→ Required action:
Only those lines in the data below from the line containing "loaded from environment variables" through the line containing "configuration from environment variables", both included, should be restated word for word.
───── Given entries ─────
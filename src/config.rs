use std::env;

/// Application configuration loaded from environment variables
#[derive(Debug, Clone)]
pub struct Config {
    pub database_path: String,
    pub environment: String,
}

impl Config {
    /// Load configuration from environment variables
    pub fn from_env() -> Result<Self, String> {
        // Load .env file if it exists (development)
        dotenvy::dotenv().ok();

        let database_path =
            env::var("DATABASE_PATH").unwrap_or_else(|_| "./data/minder.db".to_string());

        let environment = env::var("ENVIRONMENT").unwrap_or_else(|_| "development".to_string());

        Ok(Config {
            database_path,
            environment,
        })
    }
}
─────
→ Output below:
/// Application configuration loaded from environment variables
#[derive(Debug, Clone)]
pub struct Config {
    pub database_path: String,
    pub environment: String,
}

impl Config {
    /// Load configuration from environment variables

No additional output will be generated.